------ EXCERPTED DATA ------

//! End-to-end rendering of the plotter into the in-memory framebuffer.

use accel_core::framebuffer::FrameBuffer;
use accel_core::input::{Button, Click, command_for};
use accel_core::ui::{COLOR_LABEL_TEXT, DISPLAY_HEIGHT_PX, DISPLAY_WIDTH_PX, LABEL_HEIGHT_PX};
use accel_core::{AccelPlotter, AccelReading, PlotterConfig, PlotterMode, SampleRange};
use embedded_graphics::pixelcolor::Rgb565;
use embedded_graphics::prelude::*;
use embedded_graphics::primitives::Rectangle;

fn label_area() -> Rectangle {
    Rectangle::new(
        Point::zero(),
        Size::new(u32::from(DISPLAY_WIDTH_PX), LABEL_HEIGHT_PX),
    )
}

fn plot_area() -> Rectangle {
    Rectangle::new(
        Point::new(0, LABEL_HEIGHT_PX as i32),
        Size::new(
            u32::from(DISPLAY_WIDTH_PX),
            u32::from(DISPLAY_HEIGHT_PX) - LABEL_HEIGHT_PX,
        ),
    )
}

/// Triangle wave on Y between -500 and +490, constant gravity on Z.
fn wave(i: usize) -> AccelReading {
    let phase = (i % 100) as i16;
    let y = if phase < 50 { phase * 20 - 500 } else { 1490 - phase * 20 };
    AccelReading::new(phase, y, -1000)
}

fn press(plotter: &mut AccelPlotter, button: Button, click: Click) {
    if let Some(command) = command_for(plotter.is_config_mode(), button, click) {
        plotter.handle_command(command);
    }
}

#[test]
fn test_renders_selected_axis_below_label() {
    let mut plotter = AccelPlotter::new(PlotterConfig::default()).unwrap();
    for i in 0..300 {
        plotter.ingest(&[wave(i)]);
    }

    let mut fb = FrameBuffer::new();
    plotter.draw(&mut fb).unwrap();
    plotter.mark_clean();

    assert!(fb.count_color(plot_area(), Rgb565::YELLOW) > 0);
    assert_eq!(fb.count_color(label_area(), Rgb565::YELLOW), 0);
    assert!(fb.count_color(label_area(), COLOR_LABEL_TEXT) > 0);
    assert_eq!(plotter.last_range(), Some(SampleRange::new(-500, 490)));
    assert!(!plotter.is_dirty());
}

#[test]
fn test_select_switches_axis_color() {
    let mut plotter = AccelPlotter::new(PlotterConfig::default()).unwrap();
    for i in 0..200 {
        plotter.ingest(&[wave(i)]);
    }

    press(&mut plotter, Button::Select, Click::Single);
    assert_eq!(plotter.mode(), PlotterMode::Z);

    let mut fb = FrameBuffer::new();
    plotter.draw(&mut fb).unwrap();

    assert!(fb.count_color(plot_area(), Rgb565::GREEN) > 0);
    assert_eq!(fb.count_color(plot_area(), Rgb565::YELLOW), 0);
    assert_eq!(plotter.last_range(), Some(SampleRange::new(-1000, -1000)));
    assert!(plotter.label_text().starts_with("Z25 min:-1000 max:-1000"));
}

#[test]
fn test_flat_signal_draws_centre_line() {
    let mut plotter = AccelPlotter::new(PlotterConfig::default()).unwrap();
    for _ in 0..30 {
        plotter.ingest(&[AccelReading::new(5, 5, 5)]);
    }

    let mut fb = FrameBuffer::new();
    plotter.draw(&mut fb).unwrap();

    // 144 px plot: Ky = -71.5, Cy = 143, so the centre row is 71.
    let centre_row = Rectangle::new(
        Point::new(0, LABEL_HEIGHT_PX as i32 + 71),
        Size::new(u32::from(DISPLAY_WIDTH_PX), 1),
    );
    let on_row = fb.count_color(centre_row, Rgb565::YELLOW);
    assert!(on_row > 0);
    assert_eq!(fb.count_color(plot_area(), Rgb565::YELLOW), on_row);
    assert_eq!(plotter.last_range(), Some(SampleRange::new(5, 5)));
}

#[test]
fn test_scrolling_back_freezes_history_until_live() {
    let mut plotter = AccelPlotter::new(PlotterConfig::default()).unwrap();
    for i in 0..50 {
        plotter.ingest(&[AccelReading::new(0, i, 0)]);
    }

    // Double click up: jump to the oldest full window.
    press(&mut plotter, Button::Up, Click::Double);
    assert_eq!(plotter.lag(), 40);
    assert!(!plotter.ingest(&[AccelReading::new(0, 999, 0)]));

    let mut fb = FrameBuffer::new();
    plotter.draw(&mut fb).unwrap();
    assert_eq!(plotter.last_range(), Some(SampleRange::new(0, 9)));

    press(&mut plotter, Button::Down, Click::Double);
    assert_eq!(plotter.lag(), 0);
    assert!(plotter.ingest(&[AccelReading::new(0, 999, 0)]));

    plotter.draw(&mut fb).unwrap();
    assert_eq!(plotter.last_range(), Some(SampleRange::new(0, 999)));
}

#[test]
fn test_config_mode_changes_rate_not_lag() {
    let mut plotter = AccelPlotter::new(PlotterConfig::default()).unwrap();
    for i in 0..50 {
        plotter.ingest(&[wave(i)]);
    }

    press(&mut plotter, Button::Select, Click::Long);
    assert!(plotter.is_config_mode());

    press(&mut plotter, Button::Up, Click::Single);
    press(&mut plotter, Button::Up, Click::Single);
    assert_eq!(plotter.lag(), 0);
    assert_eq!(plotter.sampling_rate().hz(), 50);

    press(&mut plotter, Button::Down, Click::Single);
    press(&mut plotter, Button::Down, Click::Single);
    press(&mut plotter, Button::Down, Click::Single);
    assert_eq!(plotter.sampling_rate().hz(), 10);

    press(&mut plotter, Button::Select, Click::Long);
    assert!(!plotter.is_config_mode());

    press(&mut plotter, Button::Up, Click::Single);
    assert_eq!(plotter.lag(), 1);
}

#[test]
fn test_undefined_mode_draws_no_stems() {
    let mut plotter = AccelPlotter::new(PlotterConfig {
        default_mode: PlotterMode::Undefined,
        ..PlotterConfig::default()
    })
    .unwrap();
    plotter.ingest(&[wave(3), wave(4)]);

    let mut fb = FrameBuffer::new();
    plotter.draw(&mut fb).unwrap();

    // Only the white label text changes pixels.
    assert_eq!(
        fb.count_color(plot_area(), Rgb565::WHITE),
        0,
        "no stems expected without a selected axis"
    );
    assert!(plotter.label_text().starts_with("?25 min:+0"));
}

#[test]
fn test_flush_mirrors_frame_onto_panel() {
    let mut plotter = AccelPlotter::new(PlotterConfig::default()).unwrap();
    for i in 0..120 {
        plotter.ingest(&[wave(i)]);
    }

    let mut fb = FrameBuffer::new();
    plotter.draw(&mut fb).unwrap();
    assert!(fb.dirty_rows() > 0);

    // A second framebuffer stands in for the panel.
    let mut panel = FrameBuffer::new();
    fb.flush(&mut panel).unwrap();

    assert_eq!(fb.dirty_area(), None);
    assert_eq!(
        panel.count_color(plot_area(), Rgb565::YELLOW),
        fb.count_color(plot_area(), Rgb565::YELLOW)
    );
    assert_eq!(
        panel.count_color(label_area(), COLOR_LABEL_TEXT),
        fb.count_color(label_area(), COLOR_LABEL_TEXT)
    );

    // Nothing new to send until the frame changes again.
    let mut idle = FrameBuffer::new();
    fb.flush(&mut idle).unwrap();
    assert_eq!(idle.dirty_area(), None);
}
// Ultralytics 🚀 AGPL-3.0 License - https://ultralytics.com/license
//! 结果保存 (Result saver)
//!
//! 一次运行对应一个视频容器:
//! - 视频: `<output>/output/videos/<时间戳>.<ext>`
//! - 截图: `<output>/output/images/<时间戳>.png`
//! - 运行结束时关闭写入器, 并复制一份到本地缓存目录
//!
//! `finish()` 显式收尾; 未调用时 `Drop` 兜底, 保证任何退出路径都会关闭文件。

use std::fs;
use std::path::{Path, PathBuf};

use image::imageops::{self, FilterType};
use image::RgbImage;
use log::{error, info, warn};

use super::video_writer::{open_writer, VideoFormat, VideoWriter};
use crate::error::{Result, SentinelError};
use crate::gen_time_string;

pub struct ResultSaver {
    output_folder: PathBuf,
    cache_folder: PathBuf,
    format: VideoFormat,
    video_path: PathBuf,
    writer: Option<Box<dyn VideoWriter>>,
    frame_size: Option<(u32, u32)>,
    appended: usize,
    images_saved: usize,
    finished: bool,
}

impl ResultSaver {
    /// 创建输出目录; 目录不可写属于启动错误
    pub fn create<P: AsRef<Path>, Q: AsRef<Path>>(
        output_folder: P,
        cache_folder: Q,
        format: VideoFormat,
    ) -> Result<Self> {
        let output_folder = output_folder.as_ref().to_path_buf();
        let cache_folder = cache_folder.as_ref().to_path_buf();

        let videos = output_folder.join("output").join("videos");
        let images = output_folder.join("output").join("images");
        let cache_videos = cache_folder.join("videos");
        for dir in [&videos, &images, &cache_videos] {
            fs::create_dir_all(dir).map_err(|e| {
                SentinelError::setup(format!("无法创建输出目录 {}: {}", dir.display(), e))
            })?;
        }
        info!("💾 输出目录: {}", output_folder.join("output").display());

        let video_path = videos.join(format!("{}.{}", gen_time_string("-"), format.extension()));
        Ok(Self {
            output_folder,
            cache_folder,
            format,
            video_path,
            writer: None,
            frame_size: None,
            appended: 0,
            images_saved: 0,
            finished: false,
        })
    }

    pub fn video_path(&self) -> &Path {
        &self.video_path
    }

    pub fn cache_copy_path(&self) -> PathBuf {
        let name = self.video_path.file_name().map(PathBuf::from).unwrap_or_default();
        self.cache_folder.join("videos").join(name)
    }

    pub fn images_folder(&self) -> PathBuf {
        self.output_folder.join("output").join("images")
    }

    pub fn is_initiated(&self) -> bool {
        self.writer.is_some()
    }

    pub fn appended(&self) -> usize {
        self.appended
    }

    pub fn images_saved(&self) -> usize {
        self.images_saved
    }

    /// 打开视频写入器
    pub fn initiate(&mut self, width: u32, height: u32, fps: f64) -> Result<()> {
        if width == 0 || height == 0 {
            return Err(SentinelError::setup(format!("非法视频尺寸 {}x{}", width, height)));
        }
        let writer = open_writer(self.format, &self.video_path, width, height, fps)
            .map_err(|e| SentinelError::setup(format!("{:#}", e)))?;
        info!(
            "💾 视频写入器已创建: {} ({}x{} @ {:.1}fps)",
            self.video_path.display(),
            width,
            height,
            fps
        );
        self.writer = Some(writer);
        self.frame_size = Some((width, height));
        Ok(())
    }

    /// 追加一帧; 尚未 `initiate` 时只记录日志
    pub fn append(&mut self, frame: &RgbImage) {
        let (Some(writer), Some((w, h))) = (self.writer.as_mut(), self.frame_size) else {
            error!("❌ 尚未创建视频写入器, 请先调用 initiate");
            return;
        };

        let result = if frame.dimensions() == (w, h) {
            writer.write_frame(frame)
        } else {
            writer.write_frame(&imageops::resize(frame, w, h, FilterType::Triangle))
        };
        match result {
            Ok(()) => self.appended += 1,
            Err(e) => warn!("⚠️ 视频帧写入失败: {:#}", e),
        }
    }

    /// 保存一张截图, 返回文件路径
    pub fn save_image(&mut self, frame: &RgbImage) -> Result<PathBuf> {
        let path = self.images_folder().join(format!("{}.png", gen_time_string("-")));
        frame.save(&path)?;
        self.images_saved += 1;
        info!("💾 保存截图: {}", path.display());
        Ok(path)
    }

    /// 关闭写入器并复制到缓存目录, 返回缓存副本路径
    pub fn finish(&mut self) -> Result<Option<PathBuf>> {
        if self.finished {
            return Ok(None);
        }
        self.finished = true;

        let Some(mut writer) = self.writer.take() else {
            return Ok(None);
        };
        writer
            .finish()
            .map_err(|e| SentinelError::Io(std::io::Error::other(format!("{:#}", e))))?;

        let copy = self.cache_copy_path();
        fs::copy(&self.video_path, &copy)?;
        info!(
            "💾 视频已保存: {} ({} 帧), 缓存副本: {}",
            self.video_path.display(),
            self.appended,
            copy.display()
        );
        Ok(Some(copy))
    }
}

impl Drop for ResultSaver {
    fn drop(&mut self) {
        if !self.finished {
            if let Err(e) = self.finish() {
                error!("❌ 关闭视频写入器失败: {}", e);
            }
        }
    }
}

------

**YOUR OBJECTIVE:** Wherever the string "setup" occurs in the listing, return the line it sits on.

**WRITTEN REPLY:**
                SentinelError::setup(format!("无法创建输出目录 {}: {}", dir.display(), e))
            return Err(SentinelError::setup(format!("非法视频尺寸 {}x{}", width, height)));
            .map_err(|e| SentinelError::setup(format!("{:#}", e)))?;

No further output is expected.